▸ **DESCRIPTION OF THE TASK**: A verbatim reproduction of the lines below, from the line containing "a scrolling viewport." through the line containing "move |entries, _observer: &mut", both ends included, is the whole required output.

THE INPUT section start

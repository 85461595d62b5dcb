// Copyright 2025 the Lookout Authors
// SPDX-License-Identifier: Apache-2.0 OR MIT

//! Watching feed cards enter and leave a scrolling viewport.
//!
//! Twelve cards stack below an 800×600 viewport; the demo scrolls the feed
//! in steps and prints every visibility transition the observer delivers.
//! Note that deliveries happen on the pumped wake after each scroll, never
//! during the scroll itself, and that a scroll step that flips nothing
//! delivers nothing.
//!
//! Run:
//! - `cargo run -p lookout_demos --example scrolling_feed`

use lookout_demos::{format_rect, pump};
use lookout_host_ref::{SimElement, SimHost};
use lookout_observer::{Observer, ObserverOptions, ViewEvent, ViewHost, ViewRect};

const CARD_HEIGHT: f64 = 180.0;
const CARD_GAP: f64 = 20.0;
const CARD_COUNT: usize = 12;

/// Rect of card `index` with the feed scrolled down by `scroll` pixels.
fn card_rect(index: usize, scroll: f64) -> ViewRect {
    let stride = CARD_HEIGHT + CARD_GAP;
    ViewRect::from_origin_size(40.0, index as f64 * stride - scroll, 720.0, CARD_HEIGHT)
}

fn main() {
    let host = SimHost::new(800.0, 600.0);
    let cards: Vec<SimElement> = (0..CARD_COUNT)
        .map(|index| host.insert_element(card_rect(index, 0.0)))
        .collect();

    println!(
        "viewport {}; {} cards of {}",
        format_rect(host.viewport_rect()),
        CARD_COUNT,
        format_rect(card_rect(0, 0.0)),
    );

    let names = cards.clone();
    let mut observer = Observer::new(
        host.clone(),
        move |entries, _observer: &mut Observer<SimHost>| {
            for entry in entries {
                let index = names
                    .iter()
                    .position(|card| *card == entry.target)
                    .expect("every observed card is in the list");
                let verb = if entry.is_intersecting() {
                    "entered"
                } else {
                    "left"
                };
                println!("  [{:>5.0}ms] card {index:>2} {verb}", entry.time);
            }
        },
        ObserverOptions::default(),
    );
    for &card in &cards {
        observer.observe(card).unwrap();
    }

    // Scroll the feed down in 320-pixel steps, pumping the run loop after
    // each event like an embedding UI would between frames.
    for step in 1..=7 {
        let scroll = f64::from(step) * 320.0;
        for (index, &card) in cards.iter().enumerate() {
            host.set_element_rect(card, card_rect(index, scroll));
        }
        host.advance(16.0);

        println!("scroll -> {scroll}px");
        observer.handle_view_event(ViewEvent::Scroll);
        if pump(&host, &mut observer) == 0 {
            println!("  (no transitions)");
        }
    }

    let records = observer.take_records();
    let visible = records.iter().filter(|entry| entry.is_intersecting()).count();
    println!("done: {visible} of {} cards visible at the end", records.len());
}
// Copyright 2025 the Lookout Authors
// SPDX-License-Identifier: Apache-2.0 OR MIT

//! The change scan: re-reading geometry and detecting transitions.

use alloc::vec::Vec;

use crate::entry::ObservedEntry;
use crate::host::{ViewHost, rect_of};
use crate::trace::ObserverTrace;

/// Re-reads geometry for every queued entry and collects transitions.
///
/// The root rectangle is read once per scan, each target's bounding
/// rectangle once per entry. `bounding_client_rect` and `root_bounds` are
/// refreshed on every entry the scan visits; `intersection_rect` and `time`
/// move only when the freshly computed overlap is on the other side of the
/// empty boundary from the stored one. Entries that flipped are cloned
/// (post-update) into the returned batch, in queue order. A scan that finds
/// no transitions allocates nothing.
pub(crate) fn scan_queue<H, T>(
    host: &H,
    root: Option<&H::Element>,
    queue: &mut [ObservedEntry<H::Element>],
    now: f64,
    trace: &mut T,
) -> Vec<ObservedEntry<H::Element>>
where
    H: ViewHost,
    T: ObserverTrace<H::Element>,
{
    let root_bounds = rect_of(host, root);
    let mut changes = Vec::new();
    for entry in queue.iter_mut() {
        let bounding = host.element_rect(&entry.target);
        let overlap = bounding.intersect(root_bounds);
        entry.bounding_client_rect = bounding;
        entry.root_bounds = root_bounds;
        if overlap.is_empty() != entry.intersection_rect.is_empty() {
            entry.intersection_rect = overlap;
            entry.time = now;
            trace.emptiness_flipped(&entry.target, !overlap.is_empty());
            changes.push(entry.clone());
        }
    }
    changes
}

THE INPUT section end

▸ **TASK RESULT**:
//! Watching feed cards enter and leave a scrolling viewport.
//!
//! Twelve cards stack below an 800×600 viewport; the demo scrolls the feed
//! in steps and prints every visibility transition the observer delivers.
//! Note that deliveries happen on the pumped wake after each scroll, never
//! during the scroll itself, and that a scroll step that flips nothing
//! delivers nothing.
//!
//! Run:
//! - `cargo run -p lookout_demos --example scrolling_feed`

use lookout_demos::{format_rect, pump};
use lookout_host_ref::{SimElement, SimHost};
use lookout_observer::{Observer, ObserverOptions, ViewEvent, ViewHost, ViewRect};

const CARD_HEIGHT: f64 = 180.0;
const CARD_GAP: f64 = 20.0;
const CARD_COUNT: usize = 12;

/// Rect of card `index` with the feed scrolled down by `scroll` pixels.
fn card_rect(index: usize, scroll: f64) -> ViewRect {
    let stride = CARD_HEIGHT + CARD_GAP;
    ViewRect::from_origin_size(40.0, index as f64 * stride - scroll, 720.0, CARD_HEIGHT)
}

fn main() {
    let host = SimHost::new(800.0, 600.0);
    let cards: Vec<SimElement> = (0..CARD_COUNT)
        .map(|index| host.insert_element(card_rect(index, 0.0)))
        .collect();

    println!(
        "viewport {}; {} cards of {}",
        format_rect(host.viewport_rect()),
        CARD_COUNT,
        format_rect(card_rect(0, 0.0)),
    );

    let names = cards.clone();
    let mut observer = Observer::new(
        host.clone(),
        move |entries, _observer: &mut Observer<SimHost>| {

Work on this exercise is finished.